WORK TO BE COMPLETED »
When you have gone through the records below, state only how many lines include the word "must".

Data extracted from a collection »

--

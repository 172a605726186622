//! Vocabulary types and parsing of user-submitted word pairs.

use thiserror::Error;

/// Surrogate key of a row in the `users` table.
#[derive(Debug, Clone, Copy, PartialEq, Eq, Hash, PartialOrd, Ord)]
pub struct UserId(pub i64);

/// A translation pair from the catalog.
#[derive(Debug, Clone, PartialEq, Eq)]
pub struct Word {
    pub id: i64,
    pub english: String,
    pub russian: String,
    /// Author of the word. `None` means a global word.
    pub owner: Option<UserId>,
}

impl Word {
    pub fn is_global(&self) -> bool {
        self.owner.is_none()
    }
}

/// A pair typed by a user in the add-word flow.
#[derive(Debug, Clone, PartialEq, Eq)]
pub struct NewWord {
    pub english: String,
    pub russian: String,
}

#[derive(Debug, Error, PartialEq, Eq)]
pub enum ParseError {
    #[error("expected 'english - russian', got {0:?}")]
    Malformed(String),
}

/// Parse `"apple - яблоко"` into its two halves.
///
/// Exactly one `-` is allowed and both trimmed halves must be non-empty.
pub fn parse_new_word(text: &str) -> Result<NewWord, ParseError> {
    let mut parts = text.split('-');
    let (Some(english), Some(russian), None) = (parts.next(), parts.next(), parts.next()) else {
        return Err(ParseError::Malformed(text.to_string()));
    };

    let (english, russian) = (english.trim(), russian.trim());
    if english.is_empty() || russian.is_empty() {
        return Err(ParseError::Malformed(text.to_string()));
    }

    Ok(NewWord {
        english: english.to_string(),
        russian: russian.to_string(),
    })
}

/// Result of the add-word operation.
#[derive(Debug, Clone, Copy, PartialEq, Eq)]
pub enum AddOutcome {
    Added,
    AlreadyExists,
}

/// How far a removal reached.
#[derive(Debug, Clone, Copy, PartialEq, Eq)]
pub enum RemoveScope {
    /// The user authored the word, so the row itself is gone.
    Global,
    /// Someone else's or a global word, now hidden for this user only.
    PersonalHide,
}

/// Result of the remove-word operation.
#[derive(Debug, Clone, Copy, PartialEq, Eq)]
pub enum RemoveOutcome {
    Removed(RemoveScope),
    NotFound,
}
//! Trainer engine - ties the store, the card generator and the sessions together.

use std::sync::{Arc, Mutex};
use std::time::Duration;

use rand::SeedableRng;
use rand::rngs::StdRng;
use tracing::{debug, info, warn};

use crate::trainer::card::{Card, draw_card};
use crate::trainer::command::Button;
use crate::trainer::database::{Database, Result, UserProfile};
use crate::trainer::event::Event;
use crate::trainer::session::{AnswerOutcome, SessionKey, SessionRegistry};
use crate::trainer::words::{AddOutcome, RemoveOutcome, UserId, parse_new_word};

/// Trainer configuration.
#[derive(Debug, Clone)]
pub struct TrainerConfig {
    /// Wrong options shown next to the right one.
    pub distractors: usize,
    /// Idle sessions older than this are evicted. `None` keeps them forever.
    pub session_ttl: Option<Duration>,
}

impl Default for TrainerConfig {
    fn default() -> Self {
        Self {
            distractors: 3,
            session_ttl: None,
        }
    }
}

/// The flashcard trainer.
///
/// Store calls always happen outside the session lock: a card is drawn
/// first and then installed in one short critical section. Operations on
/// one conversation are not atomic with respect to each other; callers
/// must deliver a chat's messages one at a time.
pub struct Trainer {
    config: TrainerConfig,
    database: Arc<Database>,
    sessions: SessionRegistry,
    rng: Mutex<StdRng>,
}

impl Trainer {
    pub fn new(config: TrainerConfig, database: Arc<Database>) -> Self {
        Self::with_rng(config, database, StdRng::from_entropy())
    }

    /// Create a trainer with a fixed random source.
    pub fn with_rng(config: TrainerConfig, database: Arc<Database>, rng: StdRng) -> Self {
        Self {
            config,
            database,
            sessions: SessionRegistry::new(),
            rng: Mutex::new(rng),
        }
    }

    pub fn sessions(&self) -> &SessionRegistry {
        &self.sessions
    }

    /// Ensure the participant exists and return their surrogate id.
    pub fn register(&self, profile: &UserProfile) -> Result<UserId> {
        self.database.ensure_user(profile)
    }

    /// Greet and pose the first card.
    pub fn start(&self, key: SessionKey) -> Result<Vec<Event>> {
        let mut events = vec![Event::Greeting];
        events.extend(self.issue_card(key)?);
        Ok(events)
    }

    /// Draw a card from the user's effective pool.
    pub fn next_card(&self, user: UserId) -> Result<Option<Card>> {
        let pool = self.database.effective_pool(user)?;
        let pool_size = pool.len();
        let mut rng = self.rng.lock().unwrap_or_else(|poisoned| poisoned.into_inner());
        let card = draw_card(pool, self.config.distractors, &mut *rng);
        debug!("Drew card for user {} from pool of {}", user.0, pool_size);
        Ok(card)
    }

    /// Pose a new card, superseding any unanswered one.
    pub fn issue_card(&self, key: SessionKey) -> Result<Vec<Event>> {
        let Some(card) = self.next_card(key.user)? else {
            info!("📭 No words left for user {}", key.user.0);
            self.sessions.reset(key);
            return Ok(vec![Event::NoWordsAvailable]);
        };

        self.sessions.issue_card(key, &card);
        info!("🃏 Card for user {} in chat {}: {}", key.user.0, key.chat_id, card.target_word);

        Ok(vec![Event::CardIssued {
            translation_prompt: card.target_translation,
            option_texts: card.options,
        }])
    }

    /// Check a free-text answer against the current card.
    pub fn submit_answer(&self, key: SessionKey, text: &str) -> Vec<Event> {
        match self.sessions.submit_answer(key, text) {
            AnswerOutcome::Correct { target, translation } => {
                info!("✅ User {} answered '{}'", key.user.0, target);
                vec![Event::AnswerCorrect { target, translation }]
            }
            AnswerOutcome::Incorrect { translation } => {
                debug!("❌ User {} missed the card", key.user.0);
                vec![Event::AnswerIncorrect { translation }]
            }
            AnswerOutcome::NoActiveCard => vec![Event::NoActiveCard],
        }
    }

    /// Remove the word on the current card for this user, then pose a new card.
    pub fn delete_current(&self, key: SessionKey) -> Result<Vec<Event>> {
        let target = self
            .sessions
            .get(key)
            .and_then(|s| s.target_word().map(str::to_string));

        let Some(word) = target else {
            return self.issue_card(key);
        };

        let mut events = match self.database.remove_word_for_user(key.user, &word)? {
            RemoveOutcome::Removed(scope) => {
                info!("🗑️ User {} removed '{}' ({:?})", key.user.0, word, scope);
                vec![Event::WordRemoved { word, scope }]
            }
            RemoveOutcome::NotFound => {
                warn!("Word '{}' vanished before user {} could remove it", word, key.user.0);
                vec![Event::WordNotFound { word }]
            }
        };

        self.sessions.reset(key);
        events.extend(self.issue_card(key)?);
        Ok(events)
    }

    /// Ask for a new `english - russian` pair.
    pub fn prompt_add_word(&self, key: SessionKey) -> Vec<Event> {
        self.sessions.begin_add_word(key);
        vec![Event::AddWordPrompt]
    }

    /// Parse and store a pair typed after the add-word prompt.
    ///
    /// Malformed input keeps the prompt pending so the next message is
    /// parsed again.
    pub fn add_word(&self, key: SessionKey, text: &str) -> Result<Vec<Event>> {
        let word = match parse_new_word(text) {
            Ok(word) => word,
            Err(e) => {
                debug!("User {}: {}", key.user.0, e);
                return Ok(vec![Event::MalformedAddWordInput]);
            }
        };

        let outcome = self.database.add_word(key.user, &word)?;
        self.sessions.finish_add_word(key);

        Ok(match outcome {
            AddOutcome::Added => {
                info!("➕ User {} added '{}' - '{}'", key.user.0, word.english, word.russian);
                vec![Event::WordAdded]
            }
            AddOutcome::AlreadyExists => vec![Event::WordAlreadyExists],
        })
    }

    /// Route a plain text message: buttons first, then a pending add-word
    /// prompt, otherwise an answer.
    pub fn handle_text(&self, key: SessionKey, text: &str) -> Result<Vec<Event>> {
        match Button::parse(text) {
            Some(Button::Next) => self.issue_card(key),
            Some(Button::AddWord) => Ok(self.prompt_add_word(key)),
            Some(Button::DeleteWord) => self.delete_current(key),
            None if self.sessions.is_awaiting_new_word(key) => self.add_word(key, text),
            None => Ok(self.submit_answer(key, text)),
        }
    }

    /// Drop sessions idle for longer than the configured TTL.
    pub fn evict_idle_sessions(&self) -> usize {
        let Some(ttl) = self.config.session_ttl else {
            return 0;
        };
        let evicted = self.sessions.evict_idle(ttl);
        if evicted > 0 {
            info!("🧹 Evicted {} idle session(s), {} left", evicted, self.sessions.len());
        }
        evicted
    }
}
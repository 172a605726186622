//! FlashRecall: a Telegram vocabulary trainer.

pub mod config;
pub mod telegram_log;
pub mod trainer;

--

SOLVED EXERCISE »
2